From the entries that follow, copy exactly the lines beginning at the line holding "errors.push((source_id, e));" and continuing through the line holding "bit for bit".

[Records from a data source]
···
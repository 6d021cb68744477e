//! Bollinger Bands: SMA of close ± multiplier × population stddev.
//!
//! Lines, in column order:
//! - `bb_lower` / `bb_middle` / `bb_upper`
//! - `bb_bandwidth`: (upper - lower) / middle × 100
//! - `bb_percent`: (close - lower) / (upper - lower)
//!
//! Lookback: period - 1 for every line.

use super::series::{rolling_mean, rolling_std};
use super::{closes, Indicator};
use crate::domain::Bar;

const LINES: [&str; 5] = ["bb_lower", "bb_middle", "bb_upper", "bb_bandwidth", "bb_percent"];

#[derive(Debug, Clone)]
pub struct Bollinger {
    period: usize,
    multiplier: f64,
}

impl Bollinger {
    pub fn new(period: usize, multiplier: f64) -> Self {
        assert!(period >= 1, "Bollinger period must be >= 1");
        Self { period, multiplier }
    }

    /// Middle band and the half-width (multiplier × sd) per bar.
    fn bands(&self, close: &[f64]) -> (Vec<f64>, Vec<f64>) {
        let mid = rolling_mean(close, self.period);
        let width = rolling_std(close, self.period, 0)
            .into_iter()
            .map(|sd| self.multiplier * sd)
            .collect();
        (mid, width)
    }
}

impl Indicator for Bollinger {
    fn name(&self) -> &str {
        LINES[0]
    }

    fn lookback(&self) -> usize {
        self.period - 1
    }

    fn compute(&self, bars: &[Bar]) -> Vec<f64> {
        let (mid, width) = self.bands(&closes(bars));
        mid.iter().zip(&width).map(|(m, w)| m - w).collect()
    }

    fn lines(&self) -> Vec<(String, usize)> {
        LINES
            .iter()
            .map(|name| (name.to_string(), self.lookback()))
            .collect()
    }

    fn compute_lines(&self, bars: &[Bar]) -> Vec<Vec<f64>> {
        let close = closes(bars);
        let (mid, width) = self.bands(&close);
        let n = close.len();

        let mut lines: Vec<Vec<f64>> = (0..LINES.len()).map(|_| Vec::with_capacity(n)).collect();
        for i in 0..n {
            let upper = mid[i] + width[i];
            let lower = mid[i] - width[i];
            lines[0].push(lower);
            lines[1].push(mid[i]);
            lines[2].push(upper);
            lines[3].push((upper - lower) / mid[i] * 100.0);
            lines[4].push((close[i] - lower) / (upper - lower));
        }
        lines
    }
}
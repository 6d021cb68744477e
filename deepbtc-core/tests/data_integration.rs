//! Integration tests for the fetch → raw store path using mock fetchers.

use chrono::{Duration, NaiveDate, NaiveDateTime};
use deepbtc_core::data::{
    fetch_source, fetch_sources, DataError, FetchProgress, RawStore, SourceFetcher,
};
use deepbtc_core::domain::{DateRange, SourceId, TimeSeriesTable};
use std::sync::atomic::{AtomicBool, AtomicUsize, Ordering};
use std::sync::Mutex;
use tempfile::TempDir;

fn day(d: i64) -> NaiveDateTime {
    NaiveDate::from_ymd_opt(2021, 3, 1)
        .unwrap()
        .and_hms_opt(0, 0, 0)
        .unwrap()
        + Duration::days(d)
}

fn range() -> DateRange {
    DateRange::new(day(0), day(5)).unwrap()
}

enum Outcome {
    Table(TimeSeriesTable),
    RateLimited,
    Forbidden,
}

/// Returns a canned result and counts calls.
struct MockFetcher {
    source_id: SourceId,
    outcome: Outcome,
    calls: AtomicUsize,
    available: AtomicBool,
}

impl MockFetcher {
    fn new(source_id: SourceId, outcome: Outcome) -> Self {
        Self {
            source_id,
            outcome,
            calls: AtomicUsize::new(0),
            available: AtomicBool::new(true),
        }
    }

    fn daily(source_id: SourceId) -> Self {
        let ts = (0..5).map(day).collect();
        let columns = source_id
            .required_columns()
            .iter()
            .map(|&c| (c, vec![1.5, 2.5, f64::NAN, 4.5, 5.5]))
            .collect();
        Self::new(
            source_id,
            Outcome::Table(TimeSeriesTable::from_columns(ts, columns).unwrap()),
        )
    }
}

impl SourceFetcher for MockFetcher {
    fn name(&self) -> &str {
        "mock"
    }

    fn source_id(&self) -> SourceId {
        self.source_id
    }

    fn fetch(&self, _range: &DateRange) -> Result<TimeSeriesTable, DataError> {
        self.calls.fetch_add(1, Ordering::SeqCst);
        match &self.outcome {
            Outcome::Table(t) => Ok(t.clone()),
            Outcome::RateLimited => Err(DataError::RateLimited {
                retry_after_secs: 60,
            }),
            Outcome::Forbidden => {
                // a 403 trips the shared breaker
                self.available.store(false, Ordering::SeqCst);
                Err(DataError::CircuitBreakerTripped)
            }
        }
    }

    fn is_available(&self) -> bool {
        self.available.load(Ordering::SeqCst)
    }
}

#[derive(Default)]
struct Recorder {
    events: Mutex<Vec<String>>,
}

impl FetchProgress for Recorder {
    fn on_start(&self, source_id: SourceId, index: usize, total: usize) {
        self.events
            .lock()
            .unwrap()
            .push(format!("start {source_id} {}/{total}", index + 1));
    }

    fn on_complete(
        &self,
        source_id: SourceId,
        _index: usize,
        _total: usize,
        result: &Result<usize, DataError>,
    ) {
        let status = match result {
            Ok(rows) => format!("ok {rows}"),
            Err(_) => "err".to_string(),
        };
        self.events
            .lock()
            .unwrap()
            .push(format!("done {source_id} {status}"));
    }

    fn on_batch_complete(&self, succeeded: usize, failed: usize, total: usize) {
        self.events
            .lock()
            .unwrap()
            .push(format!("batch {succeeded}/{failed}/{total}"));
    }
}

#[test]
fn fetch_source_publishes_table_and_sidecar() {
    let dir = TempDir::new().unwrap();
    let store = RawStore::new(dir.path());
    let fetcher = MockFetcher::daily(SourceId::Sentiment);

    let rows = fetch_source(&fetcher, &store, &range()).unwrap();
    assert_eq!(rows, 5);
    assert!(store.exists(SourceId::Sentiment));
    assert_eq!(store.verify(SourceId::Sentiment), Some(true));

    let back = store.read(SourceId::Sentiment).unwrap();
    match &fetcher.outcome {
        Outcome::Table(t) => assert_eq!(&back, t),
        _ => unreachable!(),
    }
}

#[test]
fn failed_stage_does_not_stop_the_pipeline() {
    let dir = TempDir::new().unwrap();
    let store = RawStore::new(dir.path());
    let onchain = MockFetcher::daily(SourceId::OnChain);
    let sentiment = MockFetcher::new(SourceId::Sentiment, Outcome::RateLimited);
    let macro_data = MockFetcher::daily(SourceId::Macro);
    let recorder = Recorder::default();

    let fetchers: Vec<&dyn SourceFetcher> = vec![&onchain, &sentiment, &macro_data];
    let summary = fetch_sources(&fetchers, &store, &range(), &recorder);

    assert_eq!(summary.total, 3);
    assert_eq!(
        summary.succeeded,
        vec![(SourceId::OnChain, 5), (SourceId::Macro, 5)]
    );
    assert_eq!(summary.failed(), 1);
    assert_eq!(summary.errors[0].0, SourceId::Sentiment);
    assert!(!store.exists(SourceId::Sentiment));

    let events = recorder.events.lock().unwrap();
    assert_eq!(events.first().map(String::as_str), Some("start onchain 1/3"));
    assert_eq!(events.last().map(String::as_str), Some("batch 2/1/3"));
}

#[test]
fn tripped_breaker_skips_remaining_stages() {
    let dir = TempDir::new().unwrap();
    let store = RawStore::new(dir.path());
    let market = MockFetcher::new(SourceId::Market, Outcome::Forbidden);
    let onchain = MockFetcher::daily(SourceId::OnChain);
    let recorder = Recorder::default();

    let fetchers: Vec<&dyn SourceFetcher> = vec![&market, &onchain];
    let summary = fetch_sources(&fetchers, &store, &range(), &recorder);

    assert!(!summary.all_succeeded());
    assert_eq!(summary.failed(), 2);
    assert_eq!(onchain.calls.load(Ordering::SeqCst), 0);
    assert!(matches!(
        summary.errors[1],
        (SourceId::OnChain, DataError::CircuitBreakerTripped)
    ));
}

#[test]
fn overwrite_replaces_previous_table() {
    let dir = TempDir::new().unwrap();
    let store = RawStore::new(dir.path());
    let first = MockFetcher::daily(SourceId::Macro);
    fetch_source(&first, &store, &range()).unwrap();

    let ts = vec![day(0), day(1)];
    let columns = SourceId::Macro
        .required_columns()
        .iter()
        .map(|&c| (c, vec![9.0, 10.0]))
        .collect();
    let second = MockFetcher::new(
        SourceId::Macro,
        Outcome::Table(TimeSeriesTable::from_columns(ts, columns).unwrap()),
    );
    assert_eq!(fetch_source(&second, &store, &range()).unwrap(), 2);
    assert_eq!(store.read(SourceId::Macro).unwrap().len(), 2);
    assert_eq!(store.meta(SourceId::Macro).unwrap().rows, 2);

    // no temporary files left behind
    let leftovers: Vec<_> = std::fs::read_dir(dir.path())
        .unwrap()
        .filter_map(|e| e.ok())
        .filter(|e| e.path().extension().is_some_and(|x| x == "tmp"))
        .collect();
    assert!(leftovers.is_empty());
}

#[test]
fn missing_table_names_the_source() {
    let dir = TempDir::new().unwrap();
    let store = RawStore::new(dir.path());
    let err = store.read(SourceId::OnChain).unwrap_err();
    assert!(matches!(err, DataError::MissingTable { source_id: SourceId::OnChain }));
    assert!(err.to_string().contains("onchain"));
}
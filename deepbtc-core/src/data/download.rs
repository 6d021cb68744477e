//! Fetch orchestrator: runs source fetchers one after another and publishes
//! each result to the raw store, with progress reporting.

use super::provider::{DataError, FetchProgress, SourceFetcher};
use super::store::RawStore;
use crate::domain::{DateRange, SourceId};
use tracing::{error, info};

/// Fetch `source` and overwrite its raw table. Returns the row count written.
pub fn fetch_source(
    fetcher: &dyn SourceFetcher,
    store: &RawStore,
    range: &DateRange,
) -> Result<usize, DataError> {
    let table = fetcher.fetch(range)?;
    let meta = store.write(fetcher.source_id(), &table)?;
    info!(
        source = %fetcher.source_id(),
        provider = fetcher.name(),
        rows = meta.rows,
        "raw table published"
    );
    Ok(meta.rows)
}

/// Run every fetcher in order. A failure is recorded and the next stage still
/// runs, unless the shared circuit breaker has tripped, in which case the
/// remaining stages are failed without a request.
pub fn fetch_sources(
    fetchers: &[&dyn SourceFetcher],
    store: &RawStore,
    range: &DateRange,
    progress: &dyn FetchProgress,
) -> FetchSummary {
    let total = fetchers.len();
    let mut succeeded = Vec::new();
    let mut errors: Vec<(SourceId, DataError)> = Vec::new();

    for (i, fetcher) in fetchers.iter().enumerate() {
        let source_id = fetcher.source_id();
        progress.on_start(source_id, i, total);

        let result = fetch_source(*fetcher, store, range);
        progress.on_complete(source_id, i, total, &result);

        match result {
            Ok(rows) => succeeded.push((source_id, rows)),
            Err(e) => {
                error!(source = %source_id, error = %e, "fetch failed");
                errors.push((source_id, e));
            }
        }

        if !fetcher.is_available() {
            for rest in &fetchers[(i + 1)..] {
                errors.push((rest.source_id(), DataError::CircuitBreakerTripped));
            }
            break;
        }
    }

    progress.on_batch_complete(succeeded.len(), errors.len(), total);

    FetchSummary {
        total,
        succeeded,
        errors,
    }
}

/// Summary of a batch fetch.
#[derive(Debug)]
pub struct FetchSummary {
    pub total: usize,
    pub succeeded: Vec<(SourceId, usize)>,
    pub errors: Vec<(SourceId, DataError)>,
}

impl FetchSummary {
    pub fn all_succeeded(&self) -> bool {
        self.errors.is_empty()
    }

    pub fn failed(&self) -> usize {
        self.errors.len()
    }
}
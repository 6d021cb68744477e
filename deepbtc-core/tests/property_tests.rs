//! Property tests for table and alignment invariants.
//!
//! Uses proptest to verify:
//! 1. Normalization yields strictly increasing timestamps and keeps the last
//!    observation per timestamp
//! 2. Alignment law: a daily value appears from its day until the next update
//!    and never before
//! 3. A rolling window W leaves exactly W-1 leading missing rows
//! 4. CSV write then read reproduces every value bit for bit

use chrono::{Duration, NaiveDate, NaiveDateTime};
use deepbtc_core::data::align::align_forward_fill;
use deepbtc_core::data::csv_table::{read_csv, to_csv_bytes};
use deepbtc_core::domain::TimeSeriesTable;
use deepbtc_core::indicators::series::{rolling_mean, rolling_std};
use proptest::prelude::*;

fn base() -> NaiveDateTime {
    NaiveDate::from_ymd_opt(2020, 1, 1)
        .unwrap()
        .and_hms_opt(0, 0, 0)
        .unwrap()
}

// ── Strategies ───────────────────────────────────────────────────────

fn arb_value() -> impl Strategy<Value = f64> {
    prop_oneof![
        9 => -1.0e12..1.0e12_f64,
        1 => Just(f64::NAN),
    ]
}

/// Hour offsets with duplicates and arbitrary order.
fn arb_offsets() -> impl Strategy<Value = Vec<i64>> {
    prop::collection::vec(0..200_i64, 1..60)
}

/// Sorted, unique day offsets for a daily series.
fn arb_days() -> impl Strategy<Value = Vec<i64>> {
    prop::collection::btree_set(0..20_i64, 1..8).prop_map(|s| s.into_iter().collect())
}

// ── 1. Normalization ─────────────────────────────────────────────────

proptest! {
    #[test]
    fn normalized_is_strictly_increasing(offsets in arb_offsets()) {
        let ts: Vec<NaiveDateTime> = offsets.iter().map(|&h| base() + Duration::hours(h)).collect();
        // value = arrival index, so "last wins" is observable
        let values: Vec<f64> = (0..offsets.len()).map(|i| i as f64).collect();
        let table = TimeSeriesTable::from_columns(ts, vec![("v", values)]).unwrap().normalized();

        prop_assert!(table.validate().is_ok());
        for (row, &t) in table.timestamps().iter().enumerate() {
            let h = (t - base()).num_hours();
            let last_arrival = offsets.iter().rposition(|&o| o == h).unwrap();
            prop_assert_eq!(table.column("v").unwrap()[row], last_arrival as f64);
        }
        let mut unique = offsets.clone();
        unique.sort_unstable();
        unique.dedup();
        prop_assert_eq!(table.len(), unique.len());
    }
}

// ── 2. Alignment law ─────────────────────────────────────────────────

proptest! {
    #[test]
    fn daily_value_holds_from_its_day_until_next_update(
        days in arb_days(),
        values in prop::collection::vec(1.0..100.0_f64, 8),
    ) {
        let daily_ts: Vec<NaiveDateTime> = days.iter().map(|&d| base() + Duration::days(d)).collect();
        let daily_values = values[..days.len()].to_vec();
        let daily = TimeSeriesTable::from_columns(daily_ts, vec![("x", daily_values.clone())]).unwrap();

        let axis: Vec<NaiveDateTime> = (0..24 * 22).map(|h| base() + Duration::hours(h)).collect();
        let aligned = align_forward_fill(&axis, &daily);
        let x = aligned.column("x").unwrap();

        for (i, &t) in axis.iter().enumerate() {
            let day = (t - base()).num_days();
            match days.iter().rposition(|&d| d <= day) {
                Some(k) => prop_assert_eq!(x[i], daily_values[k]),
                None => prop_assert!(x[i].is_nan(), "value before first day at hour {}", i),
            }
        }
    }
}

// ── 3. Rolling window boundary ───────────────────────────────────────

proptest! {
    #[test]
    fn rolling_window_has_w_minus_one_warmup(
        values in prop::collection::vec(-1.0e6..1.0e6_f64, 1..120),
        window in 1..40_usize,
    ) {
        for out in [rolling_mean(&values, window), rolling_std(&values, window, 0)] {
            let expected_missing = (window - 1).min(values.len());
            prop_assert!(out[..expected_missing].iter().all(|v| v.is_nan()));
            prop_assert!(out[expected_missing..].iter().all(|v| !v.is_nan()));
        }
    }
}

// ── 4. CSV round trip ────────────────────────────────────────────────

proptest! {
    #[test]
    fn csv_round_trip_is_lossless(
        rows in prop::collection::vec((arb_value(), arb_value()), 1..50),
    ) {
        let ts: Vec<NaiveDateTime> = (0..rows.len() as i64).map(|h| base() + Duration::hours(h)).collect();
        let (a, b): (Vec<f64>, Vec<f64>) = rows.into_iter().unzip();
        let table = TimeSeriesTable::from_columns(ts, vec![("a", a), ("b", b)]).unwrap();

        let bytes = to_csv_bytes(&table).unwrap();
        let back = read_csv(bytes.as_slice()).unwrap();
        prop_assert_eq!(back, table);
    }
}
···
● **Problem solution**
                errors.push((source_id, e));
            }
        }

        if !fetcher.is_available() {
            for rest in &fetchers[(i + 1)..] {
                errors.push((rest.source_id(), DataError::CircuitBreakerTripped));
            }
            break;
        }
    }

    progress.on_batch_complete(succeeded.len(), errors.len(), total);

    FetchSummary {
        total,
        succeeded,
        errors,
    }
}

/// Summary of a batch fetch.
#[derive(Debug)]
pub struct FetchSummary {
    pub total: usize,
    pub succeeded: Vec<(SourceId, usize)>,
    pub errors: Vec<(SourceId, DataError)>,
}

impl FetchSummary {
    pub fn all_succeeded(&self) -> bool {
        self.errors.is_empty()
    }

    pub fn failed(&self) -> usize {
        self.errors.len()
    }
}
repository 6d021cb68744477e
filename deepbtc-core/tests/property_tests.rs
//! Property tests for table and alignment invariants.
//!
//! Uses proptest to verify:
//! 1. Normalization yields strictly increasing timestamps and keeps the last
//!    observation per timestamp
//! 2. Alignment law: a daily value appears from its day until the next update
//!    and never before
//! 3. A rolling window W leaves exactly W-1 leading missing rows
//! 4. CSV write then read reproduces every value bit for bit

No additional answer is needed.